Moacyr Castro

Crônicas, reportagens e entrevistas.

2003Crônicas

O papa e o rádio

O (excelente) radialista Adelzon Alves protagonizou, no melhor estilo carioca, como começou o Papado de João Paulo II. Agora, eu conto para ele (e todo o mundo) como o caso então se deu, há 25 anos.

Caro Adelzon,

“Vou contar uma historinha rápida. Você sabia que é personagem principal de uma edição histórica do Estadão? Eu era chefe de reportagem do jornalão e quando chegava em casa, seu programa (que eu não perdia por nada) na Rádio Globo, do Rio de Janeiro, já começara – você, o eterno ‘amigo da madrugada’. De repente, você interrompe a entrevista com um sambista e avisa: ‘Gente boa, fique atenta, parece que o Papa morreu de novo. Daqui a pouco, na edição do Globo no Ar!’. Pulei da cama.

Pensei: ‘Adelzon tá me gozando! Como alguém pode ‘morrer de novo’?’ O sambista que estava com você até emendou: ‘Pois é, meu compadre. O homem assumiu há tão pouco e parece que já morreu?!’

Era 1978. Corri para o telefone, liguei para a oficina e gritei para o Teixeira, nosso secretário gráfico, o famoso e extinto: ‘Parem as máquinas!’. Ele parou… Pedi que ele corresse para a sala dos teletipos (nem existe mais isso) e me lesse tudo o que havia chegado entre meia-noite e meia e uma hora. Ele voltou ao telefone: ‘O Papa morreu! E agora?’. Eu disse: ‘Jogue fora a manchete (nem me lembro qual), pega uma foto do Papa, que você tem na oficina, e sapeca: ‘Morre o Papa João Paulo I’. Corra!’. Ele correu…

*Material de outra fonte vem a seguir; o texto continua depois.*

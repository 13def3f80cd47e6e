//! Cerelog X8 data frame.
//!
//! ## Frame Format (wire format version 2)
//!
//! ```text
//! +--------+-----+-----------+--------+----------------+-----+--------+
//! | Start  | Len | Timestamp | Status | 8 x 24-bit ch  | Sum |  End   |
//! +--------+-----+-----------+--------+----------------+-----+--------+
//! | 2 bytes| 1   | 4 bytes   | 3      | 24 bytes       | 1   | 2 bytes|
//! +--------+-----+-----------+--------+----------------+-----+--------+
//! | 0xABCD | 31  | opaque BE | opaque | two's compl BE | sum | 0xDCBA |
//! +--------+-----+-----------+--------+----------------+-----+--------+
//! ```
//!
//! The checksum is the 8-bit wrapping sum of bytes `[2, 34)`, i.e. the length
//! byte through the last sample byte.
//!
//! Earlier firmware revisions validated the checksum before the end marker and
//! skipped a single byte on checksum failure; some scripts also read the markers
//! little-endian. Only version 2 is accepted here.

use {
    crate::error::FrameError,
    byteorder::{BigEndian, ByteOrder},
};

/// Frame start marker.
pub const FRAME_START: u16 = 0xABCD;

/// Frame end marker.
pub const FRAME_END: u16 = 0xDCBA;

/// Total frame size in bytes.
pub const FRAME_SIZE: usize = 37;

/// Value of the length byte: timestamp (4) + sample block (27).
pub const FRAME_LENGTH: u8 = 31;

/// Number of sample channels.
pub const CHANNEL_COUNT: usize = 8;

/// Number of opaque status bytes leading the sample block.
pub const STATUS_LEN: usize = 3;

/// Size of the sample block (status + channels).
pub const SAMPLE_BLOCK_LEN: usize = STATUS_LEN + CHANNEL_COUNT * 3;

/// Offset of the length byte.
pub const OFFSET_LENGTH: usize = 2;
/// Offset of the timestamp.
pub const OFFSET_TIMESTAMP: usize = 3;
/// Offset of the status bytes (start of the sample block).
pub const OFFSET_STATUS: usize = 7;
/// Offset of the first channel sample.
pub const OFFSET_CHANNELS: usize = OFFSET_STATUS + STATUS_LEN;
/// Offset of the checksum byte.
pub const OFFSET_CHECKSUM: usize = OFFSET_STATUS + SAMPLE_BLOCK_LEN;
/// Offset of the end marker.
pub const OFFSET_END: usize = OFFSET_CHECKSUM + 1;

/// Largest 24-bit sample value.
pub const SAMPLE_MAX: i32 = (1 << 23) - 1;
/// Smallest 24-bit sample value.
pub const SAMPLE_MIN: i32 = -(1 << 23);

/// 8-bit wrapping sum of `bytes`.
pub fn checksum(bytes: &[u8]) -> u8 {
    bytes
        .iter()
        .fold(0u8, |acc, &b| acc.wrapping_add(b))
}

/// Sign-extend a big-endian 24-bit two's complement value.
pub fn sign_extend_24(bytes: [u8; 3]) -> i32 {
    let pad = if bytes[0] & 0x80 != 0 { 0xFF } else { 0x00 };
    i32::from_be_bytes([pad, bytes[0], bytes[1], bytes[2]])
}

/// A validated data frame with raw sample counts.
#[derive(Debug, Clone, PartialEq, Eq)]
pub struct Frame {
    /// Declared payload length (not re-validated).
    pub length: u8,
    /// Device timestamp. Boot-relative or Unix time depending on firmware.
    pub timestamp: u32,
    /// Opaque ADS1299 status bytes.
    pub status: [u8; STATUS_LEN],
    /// Sign-extended 24-bit channel counts.
    pub samples: [i32; CHANNEL_COUNT],
}

impl Frame {
    /// Create a frame with the standard length byte.
    pub fn new(timestamp: u32, status: [u8; STATUS_LEN], samples: [i32; CHANNEL_COUNT]) -> Self {
        Self {
            length: FRAME_LENGTH,
            timestamp,
            status,
            samples,
        }
    }

    /// Validate and decode a candidate frame starting at `window[0]`.
    ///
    /// Only the first [`FRAME_SIZE`] bytes are examined. Checks run in order:
    /// size, markers, checksum.
    pub fn parse(window: &[u8]) -> Result<Self, FrameError> {
        if window.len() < FRAME_SIZE {
            return Err(FrameError::Incomplete {
                needed: FRAME_SIZE - window.len(),
            });
        }
        let frame = &window[..FRAME_SIZE];

        let start = BigEndian::read_u16(&frame[0..2]);
        let end = BigEndian::read_u16(&frame[OFFSET_END..FRAME_SIZE]);
        if start != FRAME_START || end != FRAME_END {
            return Err(FrameError::InvalidMarker { start, end });
        }

        let expected = checksum(&frame[OFFSET_LENGTH..OFFSET_CHECKSUM]);
        let actual = frame[OFFSET_CHECKSUM];
        if expected != actual {
            return Err(FrameError::ChecksumMismatch { expected, actual });
        }

        let mut status = [0u8; STATUS_LEN];
        status.copy_from_slice(&frame[OFFSET_STATUS..OFFSET_CHANNELS]);

        let mut samples = [0i32; CHANNEL_COUNT];
        for (ch, sample) in samples
            .iter_mut()
            .enumerate()
        {
            let idx = OFFSET_CHANNELS + ch * 3;
            *sample = sign_extend_24([frame[idx], frame[idx + 1], frame[idx + 2]]);
        }

        Ok(Self {
            length: frame[OFFSET_LENGTH],
            timestamp: BigEndian::read_u32(&frame[OFFSET_TIMESTAMP..OFFSET_STATUS]),
            status,
            samples,
        })
    }

    /// Encode the frame. Samples are truncated to their low 24 bits.
    pub fn to_bytes(&self) -> [u8; FRAME_SIZE] {
        let mut buf = [0u8; FRAME_SIZE];
        BigEndian::write_u16(&mut buf[0..2], FRAME_START);
        buf[OFFSET_LENGTH] = self.length;
        BigEndian::write_u32(&mut buf[OFFSET_TIMESTAMP..OFFSET_STATUS], self.timestamp);
        buf[OFFSET_STATUS..OFFSET_CHANNELS].copy_from_slice(&self.status);
        for (ch, sample) in self
            .samples
            .iter()
            .enumerate()
        {
            let idx = OFFSET_CHANNELS + ch * 3;
            let be = sample.to_be_bytes();
            buf[idx..idx + 3].copy_from_slice(&be[1..4]);
        }
        buf[OFFSET_CHECKSUM] = checksum(&buf[OFFSET_LENGTH..OFFSET_CHECKSUM]);
        BigEndian::write_u16(&mut buf[OFFSET_END..FRAME_SIZE], FRAME_END);
        buf
    }

    /// Checksum byte this frame carries on the wire.
    pub fn checksum(&self) -> u8 {
        self.to_bytes()[OFFSET_CHECKSUM]
    }
}
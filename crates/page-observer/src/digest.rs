//! Content digest (§4.2, GLOSSARY): a short hex fingerprint used to detect
//! page changes without full text comparison. Any 128-bit hash is sufficient
//! for this non-cryptographic purpose; we use `md-5` as the literal analog of
//! the original source's `hashlib.md5(...).hexdigest()`.

use md5::{Digest, Md5};

pub fn content_digest(data: &str) -> String {
    let mut hasher = Md5::new();
    hasher.update(data.as_bytes());
    format!("{:x}", hasher.finalize())
}
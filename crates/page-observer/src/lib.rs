//! §4.2 PageObserver: page-state extraction feeding the Planner.

pub mod digest;
pub mod errors;
pub mod extract;
pub mod observer;
pub mod selector;
pub mod snapshot;

pub use digest::content_digest;
pub use errors::ObserveError;
pub use observer::PageObserver;
pub use selector::{build_stable_selector, is_stable_selector};
pub use snapshot::{FieldDescriptor, FieldInventory, FieldKind, PageSnapshot};
//! §6 external capability contracts: the boundary between this engine and the
//! headless browser, the LLM service, optional QR/OCR, and memory ingestion.

mod activity;
mod browser;
mod llm;
mod memory;
mod qr_ocr;

pub use activity::*;
pub use browser::*;
pub use llm::*;
pub use memory::*;
pub use qr_ocr::*;
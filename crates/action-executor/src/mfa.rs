//! §4.3 `handle_mfa`: the original source decodes a QR code out of a
//! screenshot with `pyzbar`, looks for an `otpauth://totp/...?secret=...`
//! payload, and feeds the secret into `pyotp.TOTP(...).now()`. We use
//! `totp-rs`'s `otpauth` URL parser as the direct analog of that last step.

use totp_rs::TOTP;

/// Find the first QR payload that looks like an `otpauth://totp/` URI with a
/// `secret=` parameter (§4.3). Order mirrors whatever order the QR capability
/// returned candidates in.
pub fn find_totp_payload(payloads: &[String]) -> Option<&str> {
    payloads
        .iter()
        .map(|s| s.as_str())
        .find(|p| p.starts_with("otpauth://totp/") && p.contains("secret="))
}

#[derive(Debug, thiserror::Error)]
pub enum TotpError {
    #[error("malformed otpauth payload: {0}")]
    MalformedPayload(String),
    #[error("failed to generate TOTP code: {0}")]
    GenerationFailed(String),
}

/// Parse an `otpauth://totp/...` payload and generate the current code
/// (RFC 6238, the instant it's called).
pub fn generate_totp(payload: &str) -> Result<String, TotpError> {
    let totp = TOTP::from_url(payload).map_err(|e| TotpError::MalformedPayload(e.to_string()))?;
    totp.generate_current()
        .map_err(|e| TotpError::GenerationFailed(e.to_string()))
}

Graças a você, Adelzon, o Estadão foi o único a dar em primeiro clichê a morte daquele ‘Papa sorriso’. Por isso, foi o primeiro a chegar às bancas com a notícia. Na noite seguinte, o apresentador Celso Freitas, que apresentava o ‘Jornal das Sete’, na TV Globo (lembra?), anunciou: ‘Em São Paulo, a população tomou conhecimento da morte do Papa pelo jornal’. E entrou uma imagem inesquecível, feita pelo cinegrafista Edgard Cavalheiro: um padre velhinho, como se fizesse aquilo todas as manhãs, com a maior naturalidade, desceu as escadarias do Mosteiro de São Bento, que badalava as seis horas, e chegou à  banca. O Edgard fechou a lente nas mãos do velho padre, que as crispou sobre o Estadão, dobrou o jornal debaixo do braço e voltou pela escadaria de cabeça baixa, triste, lentamente. Uma cena e tanto.

Tão bela, que o Armando Nogueira e a Alice Maria proibiram o Luís Fernando Mercadante (então diretor de jornalismo em São Paulo) de cedê-la ao jornal, com o argumento de que poderíamos usá-la num anúncio (Puts! E que anúncio!)

Você honra o rádio que Marconi e o Padre Landell sonharam.

Um abraço.”

Pregado no poste: “Pitbul? Rotevailer? Trinta anos para o cão, perpétua para o dono!”